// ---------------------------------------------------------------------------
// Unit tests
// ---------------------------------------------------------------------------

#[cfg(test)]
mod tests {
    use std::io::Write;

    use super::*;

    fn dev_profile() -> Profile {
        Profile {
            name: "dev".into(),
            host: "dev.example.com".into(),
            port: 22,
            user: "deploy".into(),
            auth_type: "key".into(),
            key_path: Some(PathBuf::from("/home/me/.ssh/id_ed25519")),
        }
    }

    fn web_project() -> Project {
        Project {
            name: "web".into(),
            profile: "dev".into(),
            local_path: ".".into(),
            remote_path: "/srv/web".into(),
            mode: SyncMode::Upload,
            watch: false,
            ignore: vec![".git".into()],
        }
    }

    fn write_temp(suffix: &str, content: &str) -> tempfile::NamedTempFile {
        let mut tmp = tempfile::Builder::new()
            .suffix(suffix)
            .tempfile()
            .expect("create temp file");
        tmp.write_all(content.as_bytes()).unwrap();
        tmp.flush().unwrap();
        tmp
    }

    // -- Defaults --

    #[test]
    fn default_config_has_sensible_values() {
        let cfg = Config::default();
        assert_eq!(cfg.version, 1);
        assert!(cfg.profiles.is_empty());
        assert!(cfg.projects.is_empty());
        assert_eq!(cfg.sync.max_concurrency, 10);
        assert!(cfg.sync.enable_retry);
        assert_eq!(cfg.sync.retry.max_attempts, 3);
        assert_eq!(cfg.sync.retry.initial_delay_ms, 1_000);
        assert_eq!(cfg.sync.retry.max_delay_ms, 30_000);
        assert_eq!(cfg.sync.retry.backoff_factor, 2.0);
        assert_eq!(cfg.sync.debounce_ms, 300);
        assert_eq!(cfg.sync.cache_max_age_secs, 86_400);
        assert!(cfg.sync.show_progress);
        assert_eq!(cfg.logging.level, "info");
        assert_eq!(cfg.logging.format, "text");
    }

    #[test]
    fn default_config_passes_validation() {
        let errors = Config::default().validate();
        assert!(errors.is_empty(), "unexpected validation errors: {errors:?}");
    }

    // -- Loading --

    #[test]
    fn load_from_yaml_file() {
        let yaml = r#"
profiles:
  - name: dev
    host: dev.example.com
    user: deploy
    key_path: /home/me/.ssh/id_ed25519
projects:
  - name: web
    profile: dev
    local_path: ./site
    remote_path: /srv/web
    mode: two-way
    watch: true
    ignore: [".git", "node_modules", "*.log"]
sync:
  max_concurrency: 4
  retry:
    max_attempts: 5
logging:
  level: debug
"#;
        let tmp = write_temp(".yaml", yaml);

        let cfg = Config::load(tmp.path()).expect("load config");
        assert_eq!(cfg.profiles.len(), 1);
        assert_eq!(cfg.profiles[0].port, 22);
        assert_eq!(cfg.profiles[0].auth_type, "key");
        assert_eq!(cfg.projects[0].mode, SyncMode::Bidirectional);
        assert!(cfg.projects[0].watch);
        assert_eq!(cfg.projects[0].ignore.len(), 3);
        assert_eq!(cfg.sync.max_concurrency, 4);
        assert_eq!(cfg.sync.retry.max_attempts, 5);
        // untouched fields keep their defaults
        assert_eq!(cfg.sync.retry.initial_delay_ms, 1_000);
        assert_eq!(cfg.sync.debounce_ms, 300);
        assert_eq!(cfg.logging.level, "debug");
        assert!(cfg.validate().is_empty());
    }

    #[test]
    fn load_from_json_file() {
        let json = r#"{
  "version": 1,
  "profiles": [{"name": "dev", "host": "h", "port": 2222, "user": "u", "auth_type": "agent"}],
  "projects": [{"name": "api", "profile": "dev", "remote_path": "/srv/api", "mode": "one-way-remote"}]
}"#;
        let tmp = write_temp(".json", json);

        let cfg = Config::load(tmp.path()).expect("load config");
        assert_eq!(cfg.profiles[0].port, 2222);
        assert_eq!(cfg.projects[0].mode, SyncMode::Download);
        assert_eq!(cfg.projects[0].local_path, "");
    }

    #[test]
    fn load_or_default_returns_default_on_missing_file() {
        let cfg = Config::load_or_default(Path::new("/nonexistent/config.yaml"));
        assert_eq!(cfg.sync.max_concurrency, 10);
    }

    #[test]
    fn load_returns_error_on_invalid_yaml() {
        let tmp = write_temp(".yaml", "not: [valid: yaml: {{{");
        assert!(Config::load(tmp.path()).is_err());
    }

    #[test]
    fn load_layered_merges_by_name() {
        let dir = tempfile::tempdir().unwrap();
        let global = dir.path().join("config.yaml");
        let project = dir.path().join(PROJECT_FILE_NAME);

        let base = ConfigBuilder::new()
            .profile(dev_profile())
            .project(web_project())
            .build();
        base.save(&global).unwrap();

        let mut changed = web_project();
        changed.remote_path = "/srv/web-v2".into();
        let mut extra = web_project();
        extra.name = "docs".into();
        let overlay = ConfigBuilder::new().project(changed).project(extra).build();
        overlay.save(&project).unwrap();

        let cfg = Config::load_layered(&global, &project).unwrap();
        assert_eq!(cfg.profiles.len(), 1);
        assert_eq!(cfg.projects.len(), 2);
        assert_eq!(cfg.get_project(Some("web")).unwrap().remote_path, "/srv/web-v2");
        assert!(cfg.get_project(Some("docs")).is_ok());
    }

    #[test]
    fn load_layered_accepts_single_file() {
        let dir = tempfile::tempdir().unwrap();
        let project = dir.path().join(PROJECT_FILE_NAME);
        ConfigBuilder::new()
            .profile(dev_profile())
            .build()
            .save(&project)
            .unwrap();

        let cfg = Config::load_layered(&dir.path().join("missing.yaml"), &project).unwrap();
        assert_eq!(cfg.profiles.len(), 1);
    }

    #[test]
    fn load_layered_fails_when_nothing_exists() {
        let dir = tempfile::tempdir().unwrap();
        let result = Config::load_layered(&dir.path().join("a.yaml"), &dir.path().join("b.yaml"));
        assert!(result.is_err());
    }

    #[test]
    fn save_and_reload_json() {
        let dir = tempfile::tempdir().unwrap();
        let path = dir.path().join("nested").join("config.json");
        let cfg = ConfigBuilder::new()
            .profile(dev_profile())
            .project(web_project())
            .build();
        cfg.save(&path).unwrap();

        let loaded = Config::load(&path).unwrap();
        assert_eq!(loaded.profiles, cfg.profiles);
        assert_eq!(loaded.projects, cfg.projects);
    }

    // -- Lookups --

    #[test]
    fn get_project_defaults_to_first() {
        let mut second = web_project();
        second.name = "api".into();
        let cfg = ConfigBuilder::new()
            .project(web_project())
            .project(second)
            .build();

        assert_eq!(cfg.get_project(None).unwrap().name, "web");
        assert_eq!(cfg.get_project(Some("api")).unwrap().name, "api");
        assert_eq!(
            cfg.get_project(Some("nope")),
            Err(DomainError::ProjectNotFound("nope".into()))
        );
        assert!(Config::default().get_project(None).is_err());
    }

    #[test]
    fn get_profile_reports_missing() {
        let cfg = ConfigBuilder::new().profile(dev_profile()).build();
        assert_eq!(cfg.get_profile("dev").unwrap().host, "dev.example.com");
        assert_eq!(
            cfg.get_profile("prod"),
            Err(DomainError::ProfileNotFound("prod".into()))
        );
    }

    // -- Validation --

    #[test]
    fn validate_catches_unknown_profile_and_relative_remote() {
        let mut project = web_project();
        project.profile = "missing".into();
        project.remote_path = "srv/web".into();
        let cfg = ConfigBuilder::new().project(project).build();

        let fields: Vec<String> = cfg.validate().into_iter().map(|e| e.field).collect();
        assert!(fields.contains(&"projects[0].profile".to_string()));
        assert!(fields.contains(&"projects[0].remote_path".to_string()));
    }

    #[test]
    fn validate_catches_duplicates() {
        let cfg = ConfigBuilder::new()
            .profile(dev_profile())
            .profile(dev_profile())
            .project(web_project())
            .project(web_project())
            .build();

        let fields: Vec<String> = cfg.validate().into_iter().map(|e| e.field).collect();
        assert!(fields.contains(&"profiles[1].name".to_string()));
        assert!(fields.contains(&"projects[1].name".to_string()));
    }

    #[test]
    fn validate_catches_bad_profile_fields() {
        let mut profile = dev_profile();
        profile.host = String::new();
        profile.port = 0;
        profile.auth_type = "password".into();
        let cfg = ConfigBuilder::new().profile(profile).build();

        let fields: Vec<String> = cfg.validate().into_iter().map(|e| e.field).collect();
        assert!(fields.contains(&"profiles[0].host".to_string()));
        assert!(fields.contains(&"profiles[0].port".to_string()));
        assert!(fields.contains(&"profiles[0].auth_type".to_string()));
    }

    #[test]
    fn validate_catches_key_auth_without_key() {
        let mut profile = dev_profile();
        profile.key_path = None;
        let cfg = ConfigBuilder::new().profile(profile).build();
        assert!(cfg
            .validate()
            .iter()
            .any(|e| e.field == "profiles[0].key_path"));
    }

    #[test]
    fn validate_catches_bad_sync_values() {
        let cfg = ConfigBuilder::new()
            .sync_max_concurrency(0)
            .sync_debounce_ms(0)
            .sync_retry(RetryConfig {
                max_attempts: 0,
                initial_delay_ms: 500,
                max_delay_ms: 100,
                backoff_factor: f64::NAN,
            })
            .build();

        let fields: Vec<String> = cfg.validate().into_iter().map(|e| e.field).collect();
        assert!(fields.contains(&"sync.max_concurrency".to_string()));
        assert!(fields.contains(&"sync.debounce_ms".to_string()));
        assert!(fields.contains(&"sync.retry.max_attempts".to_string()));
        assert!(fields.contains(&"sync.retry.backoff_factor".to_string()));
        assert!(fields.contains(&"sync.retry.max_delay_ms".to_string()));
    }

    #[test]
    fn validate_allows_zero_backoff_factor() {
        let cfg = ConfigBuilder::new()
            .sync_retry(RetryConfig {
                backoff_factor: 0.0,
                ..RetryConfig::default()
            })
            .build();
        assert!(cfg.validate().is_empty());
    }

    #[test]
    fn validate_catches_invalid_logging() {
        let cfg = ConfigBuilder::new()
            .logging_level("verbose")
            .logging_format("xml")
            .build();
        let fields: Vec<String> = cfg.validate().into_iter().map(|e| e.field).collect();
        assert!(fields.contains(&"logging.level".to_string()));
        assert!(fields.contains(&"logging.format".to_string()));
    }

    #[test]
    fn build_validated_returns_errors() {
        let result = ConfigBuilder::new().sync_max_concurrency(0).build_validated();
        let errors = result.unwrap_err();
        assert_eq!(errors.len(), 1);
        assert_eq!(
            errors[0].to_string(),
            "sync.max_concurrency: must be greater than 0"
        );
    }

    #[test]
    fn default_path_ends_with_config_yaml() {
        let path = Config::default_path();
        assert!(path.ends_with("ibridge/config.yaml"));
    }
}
* * *
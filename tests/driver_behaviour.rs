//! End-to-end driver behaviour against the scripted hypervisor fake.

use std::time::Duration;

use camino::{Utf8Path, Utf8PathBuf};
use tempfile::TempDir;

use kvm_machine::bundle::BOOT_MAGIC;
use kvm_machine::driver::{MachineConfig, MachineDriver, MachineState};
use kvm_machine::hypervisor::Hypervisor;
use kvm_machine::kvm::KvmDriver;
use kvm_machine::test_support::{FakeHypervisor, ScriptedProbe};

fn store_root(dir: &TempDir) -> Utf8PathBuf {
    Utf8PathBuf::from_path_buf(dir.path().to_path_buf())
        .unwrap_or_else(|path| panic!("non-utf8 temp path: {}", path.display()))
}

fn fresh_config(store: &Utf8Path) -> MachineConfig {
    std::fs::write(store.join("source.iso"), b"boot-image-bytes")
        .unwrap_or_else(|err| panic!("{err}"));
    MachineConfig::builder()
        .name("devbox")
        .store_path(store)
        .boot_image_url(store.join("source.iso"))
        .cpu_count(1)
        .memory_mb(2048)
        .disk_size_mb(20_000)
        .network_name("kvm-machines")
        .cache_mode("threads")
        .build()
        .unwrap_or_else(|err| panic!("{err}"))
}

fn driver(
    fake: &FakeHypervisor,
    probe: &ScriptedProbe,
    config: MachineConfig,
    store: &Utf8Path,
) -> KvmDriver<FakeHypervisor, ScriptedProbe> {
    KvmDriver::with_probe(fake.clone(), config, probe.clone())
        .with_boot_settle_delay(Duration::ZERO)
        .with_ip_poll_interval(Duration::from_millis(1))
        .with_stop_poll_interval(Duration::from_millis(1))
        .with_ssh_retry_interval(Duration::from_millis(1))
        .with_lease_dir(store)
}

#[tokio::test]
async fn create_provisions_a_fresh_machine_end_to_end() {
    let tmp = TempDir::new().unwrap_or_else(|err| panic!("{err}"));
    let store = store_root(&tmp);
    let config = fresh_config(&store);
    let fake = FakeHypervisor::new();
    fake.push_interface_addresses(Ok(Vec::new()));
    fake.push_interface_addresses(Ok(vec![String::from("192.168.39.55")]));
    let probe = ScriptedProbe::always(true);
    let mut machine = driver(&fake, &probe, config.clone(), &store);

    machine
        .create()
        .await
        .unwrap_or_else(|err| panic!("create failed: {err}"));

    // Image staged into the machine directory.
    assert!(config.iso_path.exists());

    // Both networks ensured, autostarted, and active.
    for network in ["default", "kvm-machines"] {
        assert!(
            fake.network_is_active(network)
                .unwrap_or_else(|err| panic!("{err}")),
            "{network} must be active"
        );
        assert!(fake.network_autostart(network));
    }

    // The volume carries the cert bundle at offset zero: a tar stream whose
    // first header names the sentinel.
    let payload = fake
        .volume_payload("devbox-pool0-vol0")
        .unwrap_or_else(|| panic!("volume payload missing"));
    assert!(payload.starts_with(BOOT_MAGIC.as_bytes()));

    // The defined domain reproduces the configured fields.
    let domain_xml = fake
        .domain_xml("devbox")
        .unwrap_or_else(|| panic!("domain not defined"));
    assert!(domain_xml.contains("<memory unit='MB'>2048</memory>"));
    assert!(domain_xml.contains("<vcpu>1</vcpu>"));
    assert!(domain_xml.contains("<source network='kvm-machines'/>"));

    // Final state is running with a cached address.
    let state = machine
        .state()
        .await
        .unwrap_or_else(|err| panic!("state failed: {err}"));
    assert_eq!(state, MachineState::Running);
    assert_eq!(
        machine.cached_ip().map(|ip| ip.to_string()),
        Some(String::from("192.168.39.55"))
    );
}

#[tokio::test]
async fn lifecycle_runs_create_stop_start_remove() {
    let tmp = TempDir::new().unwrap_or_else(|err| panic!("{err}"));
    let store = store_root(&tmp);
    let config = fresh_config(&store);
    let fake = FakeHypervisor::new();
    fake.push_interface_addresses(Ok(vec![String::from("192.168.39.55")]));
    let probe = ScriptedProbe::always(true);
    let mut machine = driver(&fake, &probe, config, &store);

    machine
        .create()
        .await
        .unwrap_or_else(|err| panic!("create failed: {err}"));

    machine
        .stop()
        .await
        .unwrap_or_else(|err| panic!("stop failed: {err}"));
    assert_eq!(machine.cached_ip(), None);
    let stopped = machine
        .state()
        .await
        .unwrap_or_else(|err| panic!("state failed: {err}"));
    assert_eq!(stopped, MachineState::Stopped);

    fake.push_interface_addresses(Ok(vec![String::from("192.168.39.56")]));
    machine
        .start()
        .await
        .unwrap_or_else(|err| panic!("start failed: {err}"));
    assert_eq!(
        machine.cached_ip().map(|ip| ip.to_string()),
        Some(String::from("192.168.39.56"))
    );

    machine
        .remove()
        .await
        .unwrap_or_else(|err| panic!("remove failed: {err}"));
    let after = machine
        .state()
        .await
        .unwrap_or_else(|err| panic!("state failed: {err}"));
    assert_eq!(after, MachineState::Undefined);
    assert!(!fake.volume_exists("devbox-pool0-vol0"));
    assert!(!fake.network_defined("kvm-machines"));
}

*Work required*. Copy out all lines of the listing where the word "MachineConfig" appears.

*Task output*.
use kvm_machine::driver::{MachineConfig, MachineDriver, MachineState};
fn fresh_config(store: &Utf8Path) -> MachineConfig {
    MachineConfig::builder()
    config: MachineConfig,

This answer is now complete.